A aplicação das cotas mudou o quadro quando determinou que 50% das vagas de cada curso devessem ser destinadas aos discentes que cursaram o ensino médio, em todas as séries, em escolas públicas. Pode-se comprovar que as políticas públicas de ações afirmativas aplicadas para o acesso à educação superior garantem o equilíbrio das vagas, contribuindo para o alcance da justiça e equidade para o ingresso no ensino superior público.

Na análise do ingresso dos alunos em 2013 (Gráfico 5, quando o curso de Medicina aplicava 12,5% para as cotas, comparada com a referente a 2017, em que a instituição passou a aplicar os 50% previstos em lei, é possível reconhecer a mudança no perfil dos alunos ingressantes com maior representatividade da escola pública.


Gráfico 5
– Origem escolar – Medicina 2013
Fonte: Organizado pelas autoras com dados da UNIR (2018).

Em 2013, dos 40 estudantes matriculados no curso de Medicina, 90% eram de escolas particulares e apenas 10% eram de escolas públicas de ensino. Exatamente como observou Gomes (2005): antes das cotas, os educandos das universidades brasileiras eram na maioria advindos do sistema privado de ensino. Ao investigarmos esses mesmos dados no ano de 2017, houve uma expressiva mudança no perfil dos alunos ingressantes no curso. Os resultados apresentados no Gráfico 6 comprovam a hegemonia da elite estudantil das escolas privadas quebrada com a aplicação das cotas nas universidades públicas.


Gráfico 6
– Origem escolar – Medicina 2017
Fonte: Organizado pelas autoras com dados da UNIR (2018).

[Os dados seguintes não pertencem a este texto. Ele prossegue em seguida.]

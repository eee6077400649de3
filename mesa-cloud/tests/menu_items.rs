//! Menu item persistence against a real PostgreSQL
//!
//! Runs only when `TEST_DATABASE_URL` points at a disposable database.

use std::str::FromStr;

use mesa_cloud::db::{menu_categories, menu_items, setup};
use rust_decimal::Decimal;
use shared::error::{AppError, ErrorCode};
use shared::models::{
    CategoryAssignment, CategoryCreate, MenuItemInput, ReorderEntry, TranslationInput,
};
use sqlx::PgPool;
use sqlx::postgres::PgPoolOptions;

async fn pool() -> Option<PgPool> {
    let Ok(url) = std::env::var("TEST_DATABASE_URL") else {
        eprintln!("TEST_DATABASE_URL not set; skipping database test");
        return None;
    };
    let pool = PgPoolOptions::new()
        .max_connections(4)
        .connect(&url)
        .await
        .expect("connect to TEST_DATABASE_URL");
    setup::run_migrations(&pool).await.expect("migrations");
    Some(pool)
}

/// A fresh active restaurant with a unique slug
async fn restaurant(pool: &PgPool) -> i64 {
    let tag = uuid::Uuid::new_v4().simple().to_string();
    sqlx::query_scalar(
        "INSERT INTO restaurants
             (name, url_slug, business_type, owner_name, owner_email, status, created_at, updated_at)
         VALUES ('Test', $1, 'restaurant', 'Owner', $2, 'active', 0, 0)
         RETURNING id",
    )
    .bind(format!("t-{}", &tag[..12]))
    .bind(format!("{tag}@test.local"))
    .fetch_one(pool)
    .await
    .expect("insert restaurant")
}

async fn category(pool: &PgPool, restaurant_id: i64, name: &str) -> i64 {
    let data = CategoryCreate {
        name: name.to_string(),
        description: None,
        display_order: None,
    };
    menu_categories::create(pool, restaurant_id, &data, 0)
        .await
        .map_err(AppError::from)
        .expect("create category")
        .id
}

fn translation(language_code: &str, name: &str) -> TranslationInput {
    TranslationInput {
        language_code: language_code.to_string(),
        name: name.to_string(),
        description: None,
    }
}

fn item(translations: Vec<TranslationInput>, categories: Vec<CategoryAssignment>) -> MenuItemInput {
    MenuItemInput {
        base_price: Decimal::from_str("12.50").unwrap(),
        preparation_time: Some(15),
        is_available: true,
        is_featured: false,
        image_url: None,
        translations,
        categories,
    }
}

async fn item_count(pool: &PgPool, restaurant_id: i64) -> i64 {
    sqlx::query_scalar("SELECT COUNT(*) FROM menu_items WHERE restaurant_id = $1")
        .bind(restaurant_id)
        .fetch_one(pool)
        .await
        .unwrap()
}

#[tokio::test]
async fn test_create_reads_back_localized() {
    let Some(pool) = pool().await else { return };
    let restaurant_id = restaurant(&pool).await;
    let mains = category(&pool, restaurant_id, "Mains").await;

    let input = item(
        vec![translation("en", "Paella"), translation("es", "Paella valenciana")],
        vec![CategoryAssignment {
            category_id: mains,
            display_order: 10,
        }],
    );
    let id = menu_items::create(&pool, restaurant_id, &input, 1).await.unwrap();

    let spanish = menu_items::get_by_id(&pool, restaurant_id, id, Some("es"))
        .await
        .unwrap();
    assert_eq!(spanish.name, "Paella valenciana");
    assert_eq!(spanish.categories.len(), 1);
    assert_eq!(spanish.categories[0].id, mains);

    // No German translation: synthesized label
    let german = menu_items::get_by_id(&pool, restaurant_id, id, Some("de"))
        .await
        .unwrap();
    assert_eq!(german.name, format!("Item #{id}"));
    assert_eq!(german.description, None);
}

#[tokio::test]
async fn test_untranslated_item_gets_synthetic_name() {
    let Some(pool) = pool().await else { return };
    let restaurant_id = restaurant(&pool).await;

    let id = menu_items::create(&pool, restaurant_id, &item(vec![], vec![]), 1)
        .await
        .unwrap();
    let found = menu_items::get_by_id(&pool, restaurant_id, id, None)
        .await
        .unwrap();
    assert_eq!(found.name, format!("Item #{id}"));
    assert!(found.categories.is_empty());
}

#[tokio::test]
async fn test_foreign_category_rolls_back_everything() {
    let Some(pool) = pool().await else { return };
    let restaurant_id = restaurant(&pool).await;
    let other_restaurant = restaurant(&pool).await;
    let foreign = category(&pool, other_restaurant, "Theirs").await;

    let input = item(
        vec![translation("en", "Ghost")],
        vec![CategoryAssignment {
            category_id: foreign,
            display_order: 0,
        }],
    );
    let err: AppError = menu_items::create(&pool, restaurant_id, &input, 1)
        .await
        .unwrap_err()
        .into();

    assert_eq!(err.code, ErrorCode::CategoryNotFound);
    assert_eq!(item_count(&pool, restaurant_id).await, 0);
}

#[tokio::test]
async fn test_duplicate_translation_rolls_back_everything() {
    let Some(pool) = pool().await else { return };
    let restaurant_id = restaurant(&pool).await;

    let input = item(
        vec![translation("en", "One"), translation("en", "Two")],
        vec![],
    );
    assert!(menu_items::create(&pool, restaurant_id, &input, 1).await.is_err());
    assert_eq!(item_count(&pool, restaurant_id).await, 0);

    let orphans: i64 = sqlx::query_scalar(
        "SELECT COUNT(*) FROM menu_item_translations t
         WHERE NOT EXISTS (SELECT 1 FROM menu_items mi WHERE mi.id = t.menu_item_id)",
    )
    .fetch_one(&pool)
    .await
    .unwrap();
    assert_eq!(orphans, 0);
}

#[tokio::test]
async fn test_failed_update_keeps_previous_state() {
    let Some(pool) = pool().await else { return };
    let restaurant_id = restaurant(&pool).await;
    let id = menu_items::create(
        &pool,
        restaurant_id,
        &item(vec![translation("en", "Original")], vec![]),
        1,
    )
    .await
    .unwrap();

    let broken = item(
        vec![translation("en", "Changed")],
        vec![CategoryAssignment {
            category_id: i64::MAX,
            display_order: 0,
        }],
    );
    assert!(menu_items::update(&pool, restaurant_id, id, &broken, 2).await.is_err());

    let found = menu_items::get_by_id(&pool, restaurant_id, id, Some("en"))
        .await
        .unwrap();
    assert_eq!(found.name, "Original");
    assert_eq!(found.updated_at, 1);
}

#[tokio::test]
async fn test_category_listing_reports_category_order() {
    let Some(pool) = pool().await else { return };
    let restaurant_id = restaurant(&pool).await;
    let starters = category(&pool, restaurant_id, "Starters").await;

    let assign = |display_order| {
        vec![CategoryAssignment {
            category_id: starters,
            display_order,
        }]
    };
    let first = menu_items::create(
        &pool,
        restaurant_id,
        &item(vec![translation("en", "Bravas")], assign(10)),
        1,
    )
    .await
    .unwrap();
    let second = menu_items::create(
        &pool,
        restaurant_id,
        &item(vec![translation("en", "Croquetas")], assign(20)),
        1,
    )
    .await
    .unwrap();

    let items = menu_items::get_by_category(&pool, restaurant_id, starters, None, false)
        .await
        .unwrap();
    assert_eq!(items.len(), 2);
    assert_eq!(items[0].id, first);
    assert_eq!(items[0].category_order, Some(10));

    menu_items::reorder_in_category(
        &pool,
        restaurant_id,
        starters,
        &[
            ReorderEntry {
                menu_item_id: first,
                display_order: 30,
            },
            ReorderEntry {
                menu_item_id: second,
                display_order: 5,
            },
        ],
    )
    .await
    .unwrap();

    let items = menu_items::get_by_category(&pool, restaurant_id, starters, None, false)
        .await
        .unwrap();
    assert_eq!(items[0].id, second);
    assert_eq!(items[0].category_order, Some(5));
    assert_eq!(items[1].category_order, Some(30));
}

#[tokio::test]
async fn test_item_in_two_categories_reports_each_order() {
    let Some(pool) = pool().await else { return };
    let restaurant_id = restaurant(&pool).await;
    let lunch = category(&pool, restaurant_id, "Lunch").await;
    let dinner = category(&pool, restaurant_id, "Dinner").await;

    let id = menu_items::create(
        &pool,
        restaurant_id,
        &item(
            vec![translation("en", "Gazpacho")],
            vec![
                CategoryAssignment {
                    category_id: lunch,
                    display_order: 10,
                },
                CategoryAssignment {
                    category_id: dinner,
                    display_order: 20,
                },
            ],
        ),
        1,
    )
    .await
    .unwrap();

    let at_lunch = menu_items::get_by_category(&pool, restaurant_id, lunch, None, false)
        .await
        .unwrap();
    assert_eq!(at_lunch.len(), 1);
    assert_eq!(at_lunch[0].id, id);
    assert_eq!(at_lunch[0].category_order, Some(10));
    assert_eq!(at_lunch[0].categories.len(), 2);

    let at_dinner = menu_items::get_by_category(&pool, restaurant_id, dinner, None, false)
        .await
        .unwrap();
    assert_eq!(at_dinner[0].category_order, Some(20));
}

#[tokio::test]
async fn test_reorder_with_unknown_item_changes_nothing() {
    let Some(pool) = pool().await else { return };
    let restaurant_id = restaurant(&pool).await;
    let desserts = category(&pool, restaurant_id, "Desserts").await;
    let id = menu_items::create(
        &pool,
        restaurant_id,
        &item(
            vec![translation("en", "Flan")],
            vec![CategoryAssignment {
                category_id: desserts,
                display_order: 1,
            }],
        ),
        1,
    )
    .await
    .unwrap();

    let err: AppError = menu_items::reorder_in_category(
        &pool,
        restaurant_id,
        desserts,
        &[
            ReorderEntry {
                menu_item_id: id,
                display_order: 9,
            },
            ReorderEntry {
                menu_item_id: i64::MAX,
                display_order: 2,
            },
        ],
    )
    .await
    .unwrap_err()
    .into();
    assert_eq!(err.code, ErrorCode::MenuItemNotFound);

    let items = menu_items::get_by_category(&pool, restaurant_id, desserts, None, false)
        .await
        .unwrap();
    assert_eq!(items[0].category_order, Some(1));
}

O equilíbrio proporcionado pelas cotas é evidenciado através do curso de Medicina; em 2017, passou para 48% dos seus matriculados advindos de escolas privadas de ensino e 52% de escolas públicas. A representatividade social passa a ser correspondente àquela que há nos estratos existentes na sociedade brasileira, agora, sim, de acordo com o percentual desses grupos em cada região.

Ao compararmos as entradas dos aprovados de 2013 e 2017 do curso de Medicina, podemos entender melhor como a Lei n. 12.711/2012 tem sido usada para trazer equilíbrio ao desequilíbrio educacional no país. A educação para a justiça social é aquela que se abre para os excluídos e menos favorecidos. É aquela que dá vez às minorias e oferece oportunidade aos marginalizados. Trazer esses grupos para dentro do universo acadêmico sempre foi o objetivo de muitos educadores, como diria Paulo Freire (2014, p. 62), “[...] sonhos são projetos pelos quais se luta”. Uma luta que levou 33 anos dentro do Congresso Nacional brasileiro. De 1980, ano da primeira proposta de ação afirmativa, a 2013, com a aplicação real da lei que obrigou a reserva de vagas nas instituições públicas de ensino superior para estudantes negros, indígenas, deficientes e de baixa renda, os embates foram muitos. Não diferente foi para a aplicação da Lei de Cotas na UNIR.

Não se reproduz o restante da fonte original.